- _TASK STATEMENT_:
Copy, from the data below, each line that has the word "example".

....

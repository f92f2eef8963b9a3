//! Custom verification email template operations for the Query protocol.
//!
//! The redirection-URL parameters end in `URL` (not `Url`) on the wire,
//! so they are written out literally instead of going through the key
//! formatter.

use super::params::{insert_opt, Params};
use super::{QueryAction, QueryOperation};

/// A custom verification email template definition.
#[derive(Debug, Clone)]
pub struct CustomVerificationTemplate {
    /// Template name.
    pub template_name: String,
    /// Address the verification email is sent from.
    pub from_email_address: String,
    /// Subject line of the verification email.
    pub template_subject: String,
    /// HTML content of the verification email.
    pub template_content: String,
    /// Where recipients land after a successful verification.
    pub success_redirection_url: String,
    /// Where recipients land after a failed verification.
    pub failure_redirection_url: String,
}

/// Optional parameters of [`send_custom_verification_email`].
#[derive(Debug, Clone, Default)]
pub struct SendCustomVerificationEmailOpts {
    /// Configuration set to apply to the send.
    pub configuration_set_name: Option<String>,
}

/// Optional parameters of the custom-verification-template listing.
#[derive(Debug, Clone, Default)]
pub struct ListCustomVerificationTemplatesOpts {
    /// Maximum number of templates per page.
    pub max_results: Option<u32>,
    /// Pagination token from a previous listing.
    pub next_token: Option<String>,
}

/// Build a `CreateCustomVerificationEmailTemplate` operation.
pub fn create_custom_verification_email_template(
    template: &CustomVerificationTemplate,
) -> QueryOperation {
    QueryOperation::new(
        QueryAction::CreateCustomVerificationEmailTemplate,
        custom_template_params(template),
    )
}

/// Build an `UpdateCustomVerificationEmailTemplate` operation.
pub fn update_custom_verification_email_template(
    template: &CustomVerificationTemplate,
) -> QueryOperation {
    QueryOperation::new(
        QueryAction::UpdateCustomVerificationEmailTemplate,
        custom_template_params(template),
    )
}

/// Build a `DeleteCustomVerificationEmailTemplate` operation.
pub fn delete_custom_verification_email_template(template_name: &str) -> QueryOperation {
    let mut params = Params::new();
    params.insert("TemplateName".to_string(), template_name.to_string());
    QueryOperation::new(QueryAction::DeleteCustomVerificationEmailTemplate, params)
}

/// Build a `GetCustomVerificationEmailTemplate` operation.
pub fn get_custom_verification_email_template(template_name: &str) -> QueryOperation {
    let mut params = Params::new();
    params.insert("TemplateName".to_string(), template_name.to_string());
    QueryOperation::new(QueryAction::GetCustomVerificationEmailTemplate, params)
}

/// Build a `SendCustomVerificationEmail` operation.
pub fn send_custom_verification_email(
    email_address: &str,
    template_name: &str,
    opts: &SendCustomVerificationEmailOpts,
) -> QueryOperation {
    let mut params = Params::new();
    params.insert("EmailAddress".to_string(), email_address.to_string());
    params.insert("TemplateName".to_string(), template_name.to_string());
    insert_opt(&mut params, "ConfigurationSetName", &opts.configuration_set_name);
    QueryOperation::new(QueryAction::SendCustomVerificationEmail, params)
}

/// Build a `ListCustomVerificationEmailTemplates` operation.
pub fn list_custom_verification_email_templates(
    opts: &ListCustomVerificationTemplatesOpts,
) -> QueryOperation {
    let mut params = Params::new();
    if let Some(max_results) = opts.max_results {
        params.insert("MaxResults".to_string(), max_results.to_string());
    }
    insert_opt(&mut params, "NextToken", &opts.next_token);
    QueryOperation::new(QueryAction::ListCustomVerificationEmailTemplates, params)
}

fn custom_template_params(template: &CustomVerificationTemplate) -> Params {
    let mut params = Params::new();
    params.insert("TemplateName".to_string(), template.template_name.clone());
    params.insert(
        "FromEmailAddress".to_string(),
        template.from_email_address.clone(),
    );
    params.insert(
        "TemplateSubject".to_string(),
        template.template_subject.clone(),
    );
    params.insert(
        "TemplateContent".to_string(),
        template.template_content.clone(),
    );
    params.insert(
        "SuccessRedirectionURL".to_string(),
        template.success_redirection_url.clone(),
    );
    params.insert(
        "FailureRedirectionURL".to_string(),
        template.failure_redirection_url.clone(),
    );
    params
}

#[cfg(test)]
mod tests {
    use super::*;

    fn template() -> CustomVerificationTemplate {
        CustomVerificationTemplate {
            template_name: "verify".to_string(),
            from_email_address: "no-reply@example.com".to_string(),
            template_subject: "Please verify".to_string(),
            template_content: "<p>Click to verify</p>".to_string(),
            success_redirection_url: "https://example.com/ok".to_string(),
            failure_redirection_url: "https://example.com/fail".to_string(),
        }
    }

    #[test]
    fn test_create_uses_literal_url_keys() {
        let op = create_custom_verification_email_template(&template());
        let params = op.params();

        assert_eq!(params["Action"], "CreateCustomVerificationEmailTemplate");
        assert_eq!(params["SuccessRedirectionURL"], "https://example.com/ok");
        assert_eq!(params["FailureRedirectionURL"], "https://example.com/fail");
        assert!(!params.contains_key("SuccessRedirectionUrl"));
    }

    #[test]
    fn test_update_same_shape() {
        let op = update_custom_verification_email_template(&template());
        assert_eq!(op.params()["Action"], "UpdateCustomVerificationEmailTemplate");
        assert_eq!(op.params()["FromEmailAddress"], "no-reply@example.com");
    }

    #[test]
    fn test_send_with_configuration_set() {
        let opts = SendCustomVerificationEmailOpts {
            configuration_set_name: Some("onboarding".to_string()),
        };
        let op = send_custom_verification_email("user@example.com", "verify", &opts);

        assert_eq!(op.params()["EmailAddress"], "user@example.com");
        assert_eq!(op.params()["TemplateName"], "verify");
        assert_eq!(op.params()["ConfigurationSetName"], "onboarding");
    }

    #[test]
    fn test_list_uses_max_results() {
        let opts = ListCustomVerificationTemplatesOpts {
            max_results: Some(25),
            next_token: None,
        };
        let op = list_custom_verification_email_templates(&opts);
        assert_eq!(op.params()["MaxResults"], "25");
        assert!(!op.params().contains_key("NextToken"));
    }
}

....

- _RESPONSE AREA_:
            from_email_address: "no-reply@example.com".to_string(),
            success_redirection_url: "https://example.com/ok".to_string(),
            failure_redirection_url: "https://example.com/fail".to_string(),
        assert_eq!(params["SuccessRedirectionURL"], "https://example.com/ok");
        assert_eq!(params["FailureRedirectionURL"], "https://example.com/fail");
        assert_eq!(op.params()["FromEmailAddress"], "no-reply@example.com");
        let op = send_custom_verification_email("user@example.com", "verify", &opts);
        assert_eq!(op.params()["EmailAddress"], "user@example.com");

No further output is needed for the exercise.